Deadman, era il nome d’arte di Brand. Veniva da una famiglia di artisti circensi piuttosto famosa nel circuito dei piccoli circhi di provincia, almeno così dichiarava. Apparve anche come ospite in alcune trasmissioni televisive e divenne una stella del piccolo schermo, affrontando di volta in volta prove al limite del folle e dell’impossibile, così recitava lo spot che serviva a pubblicizzare il programma. Boston Brand era un nome fittizio. Nessuno sapeva con certezza chi fosse stato prima dei suoi 20 anni. Comunque era sospettato di essere uno degli ingranaggi di un traffico di informazioni sensibili che finivano nelle mani del KGB. Brand venne freddato dal nostro killer che fece in modo di far apparire il suo omicidio un incidente di scena.”

“Tutto giusto però c’è anche dell’altro.”

“Però venne fuori che in realtà le prove sulla colpevolezza di Brand non fossero così solide ma erano i ruggenti anni della caccia alle streghe comuniste e al tempo non ci andavano tanto per il sottile. Inoltre il killer quella volta, per arrivare a Brand, fece fuori anche una sua collega, una trapezista con cui aveva una relazione.”

“Cosa accadde dopo?”

“Ci furono una catena di morti, tutte all’apparenza accidentali, tutte iniziate dieci anni dopo. All’inizio nessuno capì cosa stava accadendo fin quando anche il nostro uomo, il killer spietato, non morì.”

“Killer spietato? È così che lo hai ribattezzato? Anche tu hai un debole per i nomi ad effetto vedo. Qualcuno azzardò l’ipotesi che fosse stato Brand ad ucciderlo.”

“Però, fece Matt stiracchiandosi, era difficile immaginare che uno come lui potesse arrivare tanto facilmente ad un agente di livello così alto, addestrato e con una buona copertura. Inoltre c’era la non trascurabile faccenda della morte. L’autopsia era ampiamente documentata, così come l’inumazione del corpo. Vennero comunque riesumati i resti per essere sicuri che fosse veramente deceduto.”

“Sai cosa accadde all’agente che aveva battuto questa pista? L’uomo che aveva azzardato l’ipotesi che fosse stato Boston Brand ad eliminare l’agente del controspionaggio in questione?”

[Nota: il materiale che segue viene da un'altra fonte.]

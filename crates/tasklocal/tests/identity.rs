//! Tests that swap the process-wide identity provider. All of them run serially.

use std::sync::Arc;
use std::time::Duration;

use rstest::rstest;
use serial_test::serial;
use tasklocal::config::IDENTITY_ENV;
use tasklocal::identity::{self, STACK_TAG, THREAD_TAG, thread_task_id};
use tasklocal::{Config, DynVar, IdentitySource, Overrides, TaskIdentity, current_task_id, init, registry, spawn, spawn_thread};

static X: DynVar<u32> = DynVar::new("x");

/// Puts the default provider back when a test ends, pass or fail.
struct ResetIdentity;

impl Drop for ResetIdentity {
	fn drop(&mut self) {
		identity::install(IdentitySource::Runtime);
	}
}

fn multi_thread_runtime() -> tokio::runtime::Runtime {
	tokio::runtime::Builder::new_multi_thread().worker_threads(2).enable_all().build().unwrap()
}

#[test]
#[serial]
fn runtime_is_the_default_source() {
	assert_eq!(identity::source(), Some(IdentitySource::Runtime));
	assert_eq!(identity::provider_name(), "runtime");
	assert_eq!(current_task_id(), thread_task_id());
}

#[test]
#[serial]
fn stack_source_passes_startup_check() {
	let _reset = ResetIdentity;
	init(Config::default().identity(IdentitySource::Stack)).unwrap();
	assert_eq!(identity::source(), Some(IdentitySource::Stack));
	assert_eq!(current_task_id(), thread_task_id(), "no encoding on this stack yet");
}

#[test]
#[serial]
fn stack_source_identifies_spawned_threads() {
	let _reset = ResetIdentity;
	init(Config::default().identity(IdentitySource::Stack)).unwrap();

	X.set(1);
	let (x, id) = spawn_thread(Overrides::new(), || (X.get(), current_task_id())).join().unwrap();

	assert_eq!(x, 1);
	assert_ne!(id & STACK_TAG, 0);
	assert_eq!(id & THREAD_TAG, 0);
	assert!(!registry().contains(id));
	X.clear();
}

#[test]
#[serial]
fn stack_source_follows_futures_across_polls() {
	let _reset = ResetIdentity;
	init(Config::default().identity(IdentitySource::Stack)).unwrap();

	multi_thread_runtime().block_on(async {
		X.set(3);
		let (before, after, x) = spawn(Overrides::new(), async {
			let before = current_task_id();
			tokio::task::yield_now().await;
			tokio::time::sleep(Duration::from_millis(2)).await;
			(before, current_task_id(), X.get())
		})
		.await
		.unwrap();

		assert_eq!(before, after);
		assert_ne!(before & STACK_TAG, 0);
		assert_eq!(x, 3);
		assert!(!registry().contains(before));
		X.clear();
	});
}

#[test]
#[serial]
fn stack_source_gives_live_children_distinct_ids() {
	let _reset = ResetIdentity;
	init(Config::default().identity(IdentitySource::Stack)).unwrap();

	let ids = multi_thread_runtime().block_on(async {
		let barrier = Arc::new(tokio::sync::Barrier::new(8));
		let handles: Vec<_> = (0..8u32)
			.map(|n| {
				let barrier = Arc::clone(&barrier);
				spawn(Overrides::new().with(&X, n), async move {
					barrier.wait().await;
					assert_eq!(X.get(), n);
					current_task_id()
				})
			})
			.collect();
		let mut ids = Vec::new();
		for handle in handles {
			ids.push(handle.await.unwrap());
		}
		ids
	});

	let mut distinct = ids.clone();
	distinct.sort_unstable();
	distinct.dedup();
	assert_eq!(distinct.len(), ids.len());
	assert!(tasklocal_stack_id::pool().idle() >= ids.len());
}

#[test]
#[serial]
fn thread_source_tags_threads_and_encodes_tasks() {
	let _reset = ResetIdentity;
	init(Config::default().identity(IdentitySource::Thread)).unwrap();

	let thread_id = spawn_thread(Overrides::new(), current_task_id).join().unwrap();
	assert_ne!(thread_id & THREAD_TAG, 0);

	let task_id = multi_thread_runtime().block_on(async { spawn(Overrides::new(), async { current_task_id() }).await.unwrap() });
	assert_ne!(task_id & STACK_TAG, 0);
	assert_eq!(task_id & THREAD_TAG, 0);
}

#[test]
#[serial]
fn thread_source_keeps_tasks_on_one_thread_apart() {
	let _reset = ResetIdentity;
	init(Config::default().identity(IdentitySource::Thread)).unwrap();

	let rt = tokio::runtime::Builder::new_current_thread().enable_all().build().unwrap();
	rt.block_on(async {
		X.set(9);
		let parent = current_task_id();
		let (go_tx, go_rx) = tokio::sync::oneshot::channel::<()>();

		let first = spawn(Overrides::new().with(&X, 1), async move {
			let _ = go_rx.await;
			(X.got(), current_task_id())
		});
		let second = spawn(Overrides::new().with(&X, 2), async move {
			tokio::task::yield_now().await;
			let _ = go_tx.send(());
			(X.got(), current_task_id())
		});

		let (second_x, second_id) = second.await.unwrap();
		let (first_x, first_id) = first.await.unwrap();

		assert_eq!((first_x, second_x), (Some(1), Some(2)));
		assert_ne!(first_id, second_id);
		assert!(first_id != parent && second_id != parent);
		assert_eq!(X.got(), Some(9), "children must not touch the parent's entry");
		assert!(!registry().contains(first_id) && !registry().contains(second_id));
		X.clear();
	});
}

struct Fixed;

impl TaskIdentity for Fixed {
	fn current(&self) -> u64 {
		0xF1_ED
	}

	fn name(&self) -> &'static str {
		"fixed"
	}
}

#[test]
#[serial]
fn host_provider_replaces_builtin() {
	let _reset = ResetIdentity;
	identity::set_provider(Fixed);

	assert_eq!(identity::source(), None);
	assert_eq!(identity::provider_name(), "fixed");
	assert_eq!(current_task_id(), 0xF1_ED);

	X.set(4);
	assert_eq!(std::thread::spawn(|| X.got()).join().unwrap(), Some(4), "every thread is one task under this provider");
	X.clear();
	assert!(!registry().contains(0xF1_ED));
}

#[rstest]
#[case(None, IdentitySource::Runtime)]
#[case(Some(""), IdentitySource::Runtime)]
#[case(Some("stack"), IdentitySource::Stack)]
#[case(Some("Thread"), IdentitySource::Thread)]
#[serial]
fn config_reads_the_environment(#[case] value: Option<&str>, #[case] expected: IdentitySource) {
	// SAFETY: serialized with every other test in this binary that touches the environment.
	unsafe {
		match value {
			Some(value) => std::env::set_var(IDENTITY_ENV, value),
			None => std::env::remove_var(IDENTITY_ENV),
		}
	}
	let config = Config::from_env();
	// SAFETY: as above.
	unsafe { std::env::remove_var(IDENTITY_ENV) };

	assert_eq!(config.unwrap().identity, expected);
}

#[test]
#[serial]
fn config_rejects_unknown_sources() {
	// SAFETY: serialized with every other test in this binary that touches the environment.
	unsafe { std::env::set_var(IDENTITY_ENV, "coroutine") };
	let config = Config::from_env();
	// SAFETY: as above.
	unsafe { std::env::remove_var(IDENTITY_ENV) };

	assert!(matches!(config, Err(tasklocal::Error::UnknownIdentitySource(name)) if name == "coroutine"));
}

“Venne degradato e retrocesso, lo sbatterono in oscuro ufficio a timbrare carte e temperare matite fino la fine dei suoi giorni. Lo chiamarono Deadman anche per questo, oltre che per Boston Brand.”

“Quell’uomo era sicuro della sua teoria. Era certo che si trattasse di Brand. Aveva persino degli indizi. Non delle prove ma comunque non si poteva certo dire che avesse un pugno di mosche in mano. Sai però cosa non andava?”

“Che la teoria era impossibile. Brand non poteva essere in alcun modo il colpevole visto che era all’altro mondo.”

“Il fatto che tu abbia raccolto delle notizie interessanti su questi tizi di cui tutti parlano e che sembrano essere capaci di cose incredibili, non significa necessariamente che riuscirai a provare qualcosa. L’unico finale possibile per la tua indagine personale è un fiasco colossale, come quello che ha fatto il Planet con la storia del Cavaliere Oscuro. Mi capisci? Etta ed io siamo preoccupate per te, il tono era completamente cambiato. Diana Prince gli parlava con tenerezza e sincero affetto mentre Etta assentiva seria a quelle parole, hai la possibilità di fare una brillante carriera, perché sei un uomo capace. Davvero sai? Non diventare il prossimo Deadman inseguendo dei fantasmi.”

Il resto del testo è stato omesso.